INPUT DATA:
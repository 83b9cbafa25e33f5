// ==========================================
// 家禽杂交预测系统 - HTTP 路由
// ==========================================
// 职责: axum 路由,把 HTTP 请求转发给 BreedApi / CrossApi
// 状态码: InvalidInput / ValidationError → 400, NotFound → 404, 其他 → 500
// ==========================================

use std::sync::Arc;

use axum::{
    extract::{rejection::JsonRejection, Path, Query, State},
    http::StatusCode,
    response::{IntoResponse, Response},
    routing::{get, post},
    Json, Router,
};
use tracing::{error, warn};

use crate::api::{
    ApiError, BreedSearchQuery, CrossApi, CrossCalculationRequest, CrossCalculationResponse,
    ErrorResponse,
};
use crate::app::state::AppState;
use crate::i18n::t;

/// 构建应用路由
pub fn router(state: Arc<AppState>) -> Router {
    Router::new()
        .route("/api/breeds", get(list_breeds))
        .route("/api/breeds/search", get(search_breeds))
        .route("/api/breeds/categories", get(list_categories))
        .route("/api/breeds/category/:category", get(list_by_category))
        .route("/api/breeds/:id", get(get_breed))
        .route("/api/crosses/calculate", post(calculate_cross))
        .with_state(state)
}

// ==========================================
// 品种路由
// ==========================================

async fn list_breeds(State(state): State<Arc<AppState>>) -> Response {
    match state.breed_api.list_breeds() {
        Ok(breeds) => Json(breeds).into_response(),
        Err(e) => error_response(&e, "breed.fetch_failed"),
    }
}

async fn search_breeds(
    State(state): State<Arc<AppState>>,
    Query(query): Query<BreedSearchQuery>,
) -> Response {
    let q = query.q.unwrap_or_default();
    match state.breed_api.search_breeds(&q) {
        Ok(breeds) => Json(breeds).into_response(),
        Err(e) => error_response(&e, "breed.search_failed"),
    }
}

async fn list_categories(State(state): State<Arc<AppState>>) -> Response {
    match state.breed_api.list_categories() {
        Ok(categories) => Json(categories).into_response(),
        Err(e) => error_response(&e, "breed.category_fetch_failed"),
    }
}

async fn list_by_category(
    State(state): State<Arc<AppState>>,
    Path(category): Path<String>,
) -> Response {
    match state.breed_api.list_by_category(&category) {
        Ok(breeds) => Json(breeds).into_response(),
        Err(e) => error_response(&e, "breed.category_fetch_failed"),
    }
}

async fn get_breed(State(state): State<Arc<AppState>>, Path(id): Path<String>) -> Response {
    match state.breed_api.get_breed(&id) {
        Ok(breed) => Json(breed).into_response(),
        Err(e) => error_response(&e, "breed.fetch_failed"),
    }
}

// ==========================================
// 杂交路由（响应信封）
// ==========================================

async fn calculate_cross(
    State(state): State<Arc<AppState>>,
    payload: Result<Json<CrossCalculationRequest>, JsonRejection>,
) -> Response {
    let request = match payload {
        Ok(Json(request)) => request,
        Err(rejection) => {
            warn!(error = %rejection, "杂交请求体无法解析");
            return envelope(
                StatusCode::BAD_REQUEST,
                CrossCalculationResponse::failure(t("cross.invalid_request")),
            );
        }
    };

    // 缓存可能落在 SQLite 上,放到阻塞线程池执行
    let cross_api = state.cross_api.clone();
    let outcome = tokio::task::spawn_blocking(move || cross_api.calculate(&request)).await;

    match outcome {
        Ok(result) => {
            let status = result.as_ref().err().map_or(StatusCode::OK, status_for);
            envelope(status, CrossApi::into_envelope(result))
        }
        Err(join_err) => {
            error!(error = %join_err, "杂交计算任务异常退出");
            envelope(
                StatusCode::INTERNAL_SERVER_ERROR,
                CrossCalculationResponse::failure(t("cross.calculation_failed")),
            )
        }
    }
}

// ==========================================
// 响应辅助
// ==========================================

fn status_for(err: &ApiError) -> StatusCode {
    match err {
        ApiError::InvalidInput(_) | ApiError::ValidationError(_) => StatusCode::BAD_REQUEST,
        ApiError::NotFound(_) => StatusCode::NOT_FOUND,
        _ => StatusCode::INTERNAL_SERVER_ERROR,
    }
}

/// 客户端错误带原始消息,服务端错误只返回本地化的概括消息
fn error_response(err: &ApiError, fallback_key: &str) -> Response {
    let message = match err {
        ApiError::InvalidInput(msg) | ApiError::NotFound(msg) | ApiError::ValidationError(msg) => {
            msg.clone()
        }
        _ => {
            error!(error = %err, code = err.code(), "请求处理失败");
            t(fallback_key)
        }
    };
    (status_for(err), Json(ErrorResponse::new(err.code(), message))).into_response()
}

fn envelope(status: StatusCode, body: CrossCalculationResponse) -> Response {
    (status, Json(body)).into_response()
}
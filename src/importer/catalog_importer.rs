// ==========================================
// 家禽杂交预测系统 - 品种目录导入器
// ==========================================
// 职责: JSON 目录 → 校验后的品种记录
// 流程: 解析 → DQ 校验 → 去重（后者覆盖前者）
// 红线: 任一 Error 级违规阻断整批导入
// ==========================================

use crate::domain::breed::BreedTraitRecord;
use crate::importer::dq_validator::{CatalogValidator, DqLevel, DqViolation};
use crate::importer::error::{ImportError, ImportResult};
use serde::{Deserialize, Serialize};
use std::collections::HashMap;
use std::path::Path;
use std::time::Instant;
use tracing::{debug, info, warn};
use uuid::Uuid;

/// 随程序发布的默认品种目录
pub const EMBEDDED_CATALOG: &str = include_str!("../../data/breeds.json");

// ==========================================
// ImportReport - 导入报告
// ==========================================
#[derive(Debug, Clone, Serialize, Deserialize)]
pub struct ImportReport {
    pub batch_id: String,
    pub total_records: usize,         // 解析出的记录数
    pub accepted: usize,              // 去重后保留的记录数
    pub duplicates: usize,            // 被覆盖的重复记录数
    pub warnings: usize,              // Warning 级违规数
    pub violations: Vec<DqViolation>, // 违规明细（不含 Error,出现 Error 时直接失败）
    pub elapsed_ms: u64,
}

/// 导入结果: 记录 + 报告
#[derive(Debug, Clone)]
pub struct ImportedCatalog {
    pub records: Vec<BreedTraitRecord>,
    pub report: ImportReport,
}

// ==========================================
// CatalogImporter - 目录导入器
// ==========================================
#[derive(Debug, Default, Clone)]
pub struct CatalogImporter {
    validator: CatalogValidator,
}

impl CatalogImporter {
    pub fn new() -> Self {
        Self {
            validator: CatalogValidator::new(),
        }
    }

    /// 导入内置目录
    pub fn import_embedded(&self) -> ImportResult<ImportedCatalog> {
        self.import_str(EMBEDDED_CATALOG)
    }

    /// 从 JSON 文件导入
    pub fn import_file<P: AsRef<Path>>(&self, path: P) -> ImportResult<ImportedCatalog> {
        let path = path.as_ref();
        info!(path = %path.display(), "开始导入品种目录文件");
        if !path.exists() {
            return Err(ImportError::FileNotFound(path.display().to_string()));
        }
        let content = std::fs::read_to_string(path)?;
        self.import_str(&content)
    }

    /// 从 JSON 字符串导入
    pub fn import_str(&self, json: &str) -> ImportResult<ImportedCatalog> {
        let start_time = Instant::now();
        let batch_id = Uuid::new_v4().to_string();

        // === 步骤 1: 解析 ===
        let parsed: Vec<BreedTraitRecord> = serde_json::from_str(json)?;
        let total_records = parsed.len();
        debug!(batch_id = %batch_id, total_records, "目录解析完成");

        if parsed.is_empty() {
            return Err(ImportError::EmptyCatalog);
        }

        // === 步骤 2: DQ 校验 ===
        let violations = self.validator.validate(&parsed);
        let error_count = violations
            .iter()
            .filter(|v| v.level == DqLevel::Error)
            .count();
        if error_count > 0 {
            for violation in violations.iter().filter(|v| v.level == DqLevel::Error) {
                warn!(
                    index = violation.index,
                    breed_id = ?violation.breed_id,
                    field = %violation.field,
                    message = %violation.message,
                    "目录记录校验失败"
                );
            }
            return Err(ImportError::ValidationFailed {
                error_count,
                violations,
            });
        }

        for violation in &violations {
            warn!(
                index = violation.index,
                breed_id = ?violation.breed_id,
                level = ?violation.level,
                message = %violation.message,
                "目录记录告警"
            );
        }

        // === 步骤 3: 去重 ===
        let records = Self::dedupe_last_wins(parsed);
        let duplicates = total_records - records.len();
        let warnings = violations
            .iter()
            .filter(|v| v.level == DqLevel::Warning)
            .count();

        let report = ImportReport {
            batch_id,
            total_records,
            accepted: records.len(),
            duplicates,
            warnings,
            violations,
            elapsed_ms: start_time.elapsed().as_millis() as u64,
        };

        info!(
            batch_id = %report.batch_id,
            accepted = report.accepted,
            duplicates = report.duplicates,
            "品种目录导入完成"
        );

        Ok(ImportedCatalog { records, report })
    }

    /// 按 id 去重: 保留首次出现的位置,内容取最后一次出现
    fn dedupe_last_wins(records: Vec<BreedTraitRecord>) -> Vec<BreedTraitRecord> {
        let mut positions: HashMap<String, usize> = HashMap::new();
        let mut unique: Vec<BreedTraitRecord> = Vec::with_capacity(records.len());

        for record in records {
            match positions.get(&record.id) {
                Some(&pos) => unique[pos] = record,
                None => {
                    positions.insert(record.id.clone(), unique.len());
                    unique.push(record);
                }
            }
        }

        unique
    }
}
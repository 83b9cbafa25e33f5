// ==========================================
// 家禽杂交预测系统 - 外观性状预测
// ==========================================
// 输入: 双亲记录 + 遗传分解结果
// 输出: 子代 PhysicalTraits
// 注意: 蛋色由原始文本独立推导,不复用遗传分解中的蛋色项,两者可能不一致
// ==========================================

use crate::domain::breed::{BreedTraitRecord, PhysicalTraits};
use crate::domain::prediction::{
    GeneticTraitCalculation, TRAIT_BODY_SIZE, TRAIT_COMB_TYPE, TRAIT_FEATHER_COLOR,
    TRAIT_SKIN_COLOR,
};
use crate::domain::types::{BodySize, CombType};

pub const HYBRID_PATTERN: &str = "Variable hybrid expression";

fn expression_of<'a>(genetics: &'a [GeneticTraitCalculation], trait_name: &str) -> &'a str {
    genetics
        .iter()
        .find(|calc| calc.trait_name == trait_name)
        .map(|calc| calc.dominant_expression.as_str())
        .unwrap_or("")
}

// ==========================================
// PhysicalTraitPredictor - 外观性状预测器
// ==========================================
#[derive(Debug, Default, Clone, Copy)]
pub struct PhysicalTraitPredictor;

impl PhysicalTraitPredictor {
    pub fn new() -> Self {
        Self
    }

    pub fn predict(
        &self,
        parent_a: &BreedTraitRecord,
        parent_b: &BreedTraitRecord,
        genetics: &[GeneticTraitCalculation],
    ) -> PhysicalTraits {
        let feather_color = if expression_of(genetics, TRAIT_FEATHER_COLOR).contains("Black") {
            "Black with possible secondary colors"
        } else {
            "Mixed red/gold base with variable patterns"
        };

        let skin_color = if expression_of(genetics, TRAIT_SKIN_COLOR).contains("Yellow") {
            "Yellow"
        } else {
            "White"
        };

        PhysicalTraits {
            feather_color: feather_color.to_string(),
            comb_type: Self::comb_from_expression(expression_of(genetics, TRAIT_COMB_TYPE)),
            body_size: Self::size_from_expression(expression_of(genetics, TRAIT_BODY_SIZE)),
            leg_color: Self::blend_leg_color(
                &parent_a.physical_traits.leg_color,
                &parent_b.physical_traits.leg_color,
            ),
            skin_color: skin_color.to_string(),
            egg_color: Self::predict_egg_color(
                &parent_a.physical_traits.egg_color,
                &parent_b.physical_traits.egg_color,
            )
            .to_string(),
            pattern: Some(HYBRID_PATTERN.to_string()),
        }
    }

    /// 从冠型分解结果读取冠型（未命中 → 单冠）
    pub fn comb_from_expression(expression: &str) -> CombType {
        if expression.contains("Walnut") {
            CombType::Walnut
        } else if expression.contains("Rose") {
            CombType::Rose
        } else if expression.contains("Pea") {
            CombType::Pea
        } else {
            CombType::Single
        }
    }

    /// 从体型分解结果读取体型
    ///
    /// 只识别 Large / Medium / Giant,其余（包括 Small）一律 → Medium
    pub fn size_from_expression(expression: &str) -> BodySize {
        if expression.contains("Large") {
            BodySize::Large
        } else if expression.contains("Medium") {
            BodySize::Medium
        } else if expression.contains("Giant") {
            BodySize::Giant
        } else {
            BodySize::Medium
        }
    }

    /// 腿色: 相同 → 原样; 任一含 yellow → 黄; 其他 → 中间色
    pub fn blend_leg_color(color_a: &str, color_b: &str) -> String {
        if color_a == color_b {
            return color_a.to_string();
        }
        if color_a.to_lowercase().contains("yellow") || color_b.to_lowercase().contains("yellow") {
            return "Yellow to light yellow".to_string();
        }
        "Intermediate coloring".to_string()
    }

    /// 蛋色（直接由原始文本推导）
    pub fn predict_egg_color(color_a: &str, color_b: &str) -> &'static str {
        let a = color_a.to_lowercase();
        let b = color_b.to_lowercase();

        if (a.contains("blue") && b.contains("brown")) || (a.contains("brown") && b.contains("blue"))
        {
            return "Green to olive";
        }
        if a.contains("blue") || b.contains("blue") {
            return "Blue to light blue";
        }
        if a.contains("brown") || b.contains("brown") {
            return "Light to medium brown";
        }
        "White to cream"
    }
}
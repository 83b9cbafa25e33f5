// ==========================================
// 家禽杂交预测系统 - 配置层
// ==========================================
// 职责: 运行配置管理（环境变量 → 类型化配置）
// ==========================================

pub mod config_manager;

// 重导出核心配置管理器
pub use config_manager::{
    config_keys, defaults, AppConfig, CacheBackend, ConfigError, ConfigManager, ConfigResult,
};
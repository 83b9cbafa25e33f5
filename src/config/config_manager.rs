// ==========================================
// 家禽杂交预测系统 - 配置管理器
// ==========================================
// 职责: 配置加载、查询、快照
// 来源: 环境变量 (from_env) 或显式键值对 (from_pairs)
// 红线: 非法取值报错,不静默回退默认值
// ==========================================

use serde::{Deserialize, Serialize};
use std::collections::BTreeMap;
use std::fmt;
use thiserror::Error;

/// 配置层错误类型
#[derive(Error, Debug)]
pub enum ConfigError {
    #[error("配置值格式错误 (key: {key}, value: {value}): {message}")]
    InvalidValue {
        key: String,
        value: String,
        message: String,
    },

    #[error("配置快照序列化失败: {0}")]
    SnapshotError(#[from] serde_json::Error),
}

/// Result 类型别名
pub type ConfigResult<T> = Result<T, ConfigError>;

// ==========================================
// CacheBackend - 预测缓存后端
// ==========================================
#[derive(Debug, Clone, Copy, PartialEq, Eq, Serialize, Deserialize)]
#[serde(rename_all = "lowercase")]
pub enum CacheBackend {
    Memory, // 进程内
    Sqlite, // SQLite 文件
    Off,    // 不缓存
}

impl CacheBackend {
    pub fn from_str(s: &str) -> Option<Self> {
        match s.trim().to_lowercase().as_str() {
            "memory" => Some(CacheBackend::Memory),
            "sqlite" => Some(CacheBackend::Sqlite),
            "off" | "none" => Some(CacheBackend::Off),
            _ => None,
        }
    }
}

impl fmt::Display for CacheBackend {
    fn fmt(&self, f: &mut fmt::Formatter<'_>) -> fmt::Result {
        match self {
            CacheBackend::Memory => write!(f, "memory"),
            CacheBackend::Sqlite => write!(f, "sqlite"),
            CacheBackend::Off => write!(f, "off"),
        }
    }
}

// ==========================================
// ConfigManager - 配置管理器
// ==========================================
#[derive(Debug, Clone, Default)]
pub struct ConfigManager {
    values: BTreeMap<String, String>,
}

impl ConfigManager {
    /// 从环境变量读取全部已知配置键
    pub fn from_env() -> Self {
        let values = config_keys::ALL
            .iter()
            .filter_map(|key| std::env::var(key).ok().map(|v| (key.to_string(), v)))
            .collect();
        Self { values }
    }

    /// 从显式键值对创建（测试 / 嵌入使用）
    pub fn from_pairs<I, K, V>(pairs: I) -> Self
    where
        I: IntoIterator<Item = (K, V)>,
        K: Into<String>,
        V: Into<String>,
    {
        let values = pairs
            .into_iter()
            .map(|(k, v)| (k.into(), v.into()))
            .collect();
        Self { values }
    }

    /// 读取配置值（空白视为未设置）
    pub fn get_config_value(&self, key: &str) -> Option<&str> {
        self.values
            .get(key)
            .map(|v| v.trim())
            .filter(|v| !v.is_empty())
    }

    /// 读取配置值，带默认值
    pub fn get_config_or_default<'a>(&'a self, key: &str, default: &'a str) -> &'a str {
        self.get_config_value(key).unwrap_or(default)
    }

    /// 获取已设置配置的快照（JSON格式）
    pub fn get_config_snapshot(&self) -> ConfigResult<String> {
        Ok(serde_json::to_string(&self.values)?)
    }
}

// ==========================================
// AppConfig - 类型化配置快照
// ==========================================
#[derive(Debug, Clone, PartialEq, Serialize, Deserialize)]
pub struct AppConfig {
    pub host: String,
    pub port: u16,
    pub catalog_path: Option<String>, // None → 内置目录
    pub cache_backend: CacheBackend,
    pub db_path: Option<String>, // None → 用户数据目录
    pub locale: String,
}

impl Default for AppConfig {
    fn default() -> Self {
        Self {
            host: defaults::HOST.to_string(),
            port: defaults::PORT,
            catalog_path: None,
            cache_backend: CacheBackend::Memory,
            db_path: None,
            locale: defaults::LOCALE.to_string(),
        }
    }
}

impl AppConfig {
    pub fn load(manager: &ConfigManager) -> ConfigResult<Self> {
        let port = match manager.get_config_value(config_keys::PORT) {
            Some(raw) => raw.parse::<u16>().map_err(|e| ConfigError::InvalidValue {
                key: config_keys::PORT.to_string(),
                value: raw.to_string(),
                message: e.to_string(),
            })?,
            None => defaults::PORT,
        };

        let cache_backend = match manager.get_config_value(config_keys::CACHE) {
            Some(raw) => CacheBackend::from_str(raw).ok_or_else(|| ConfigError::InvalidValue {
                key: config_keys::CACHE.to_string(),
                value: raw.to_string(),
                message: "期望 memory / sqlite / off".to_string(),
            })?,
            None => CacheBackend::Memory,
        };

        let locale = manager.get_config_or_default(config_keys::LOCALE, defaults::LOCALE);
        if !defaults::SUPPORTED_LOCALES.contains(&locale) {
            return Err(ConfigError::InvalidValue {
                key: config_keys::LOCALE.to_string(),
                value: locale.to_string(),
                message: format!("支持的语言: {}", defaults::SUPPORTED_LOCALES.join(", ")),
            });
        }

        Ok(Self {
            host: manager
                .get_config_or_default(config_keys::HOST, defaults::HOST)
                .to_string(),
            port,
            catalog_path: manager
                .get_config_value(config_keys::CATALOG_PATH)
                .map(str::to_string),
            cache_backend,
            db_path: manager.get_config_value(config_keys::DB_PATH).map(str::to_string),
            locale: locale.to_string(),
        })
    }

    /// 监听地址 host:port
    pub fn bind_addr(&self) -> String {
        format!("{}:{}", self.host, self.port)
    }
}

// ==========================================
// 配置键常量
// ==========================================
pub mod config_keys {
    // 服务监听
    pub const PORT: &str = "PORT";
    pub const HOST: &str = "POULTRY_CROSS_HOST";

    // 数据来源
    pub const CATALOG_PATH: &str = "POULTRY_CROSS_CATALOG_PATH";

    // 预测缓存
    pub const CACHE: &str = "POULTRY_CROSS_CACHE";
    pub const DB_PATH: &str = "POULTRY_CROSS_DB_PATH";

    // 界面语言
    pub const LOCALE: &str = "POULTRY_CROSS_LOCALE";

    pub const ALL: &[&str] = &[PORT, HOST, CATALOG_PATH, CACHE, DB_PATH, LOCALE];
}

pub mod defaults {
    pub const PORT: u16 = 5000;
    pub const HOST: &str = "0.0.0.0";
    pub const LOCALE: &str = "en";
    pub const SUPPORTED_LOCALES: &[&str] = &["en", "zh-CN"];
}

PROBLEM DESCRIPTION:
The records above should be printed exactly, please, from the first line through the line containing "404, 其他 → 500", with both ends kept and nothing past it.

ANSWER TO THE EXERCISE:
repository 83b9cbafa25e33f5
// ==========================================
// 家禽杂交预测系统 - HTTP 路由
// ==========================================
// 职责: axum 路由,把 HTTP 请求转发给 BreedApi / CrossApi
// 状态码: InvalidInput / ValidationError → 400, NotFound → 404, 其他 → 500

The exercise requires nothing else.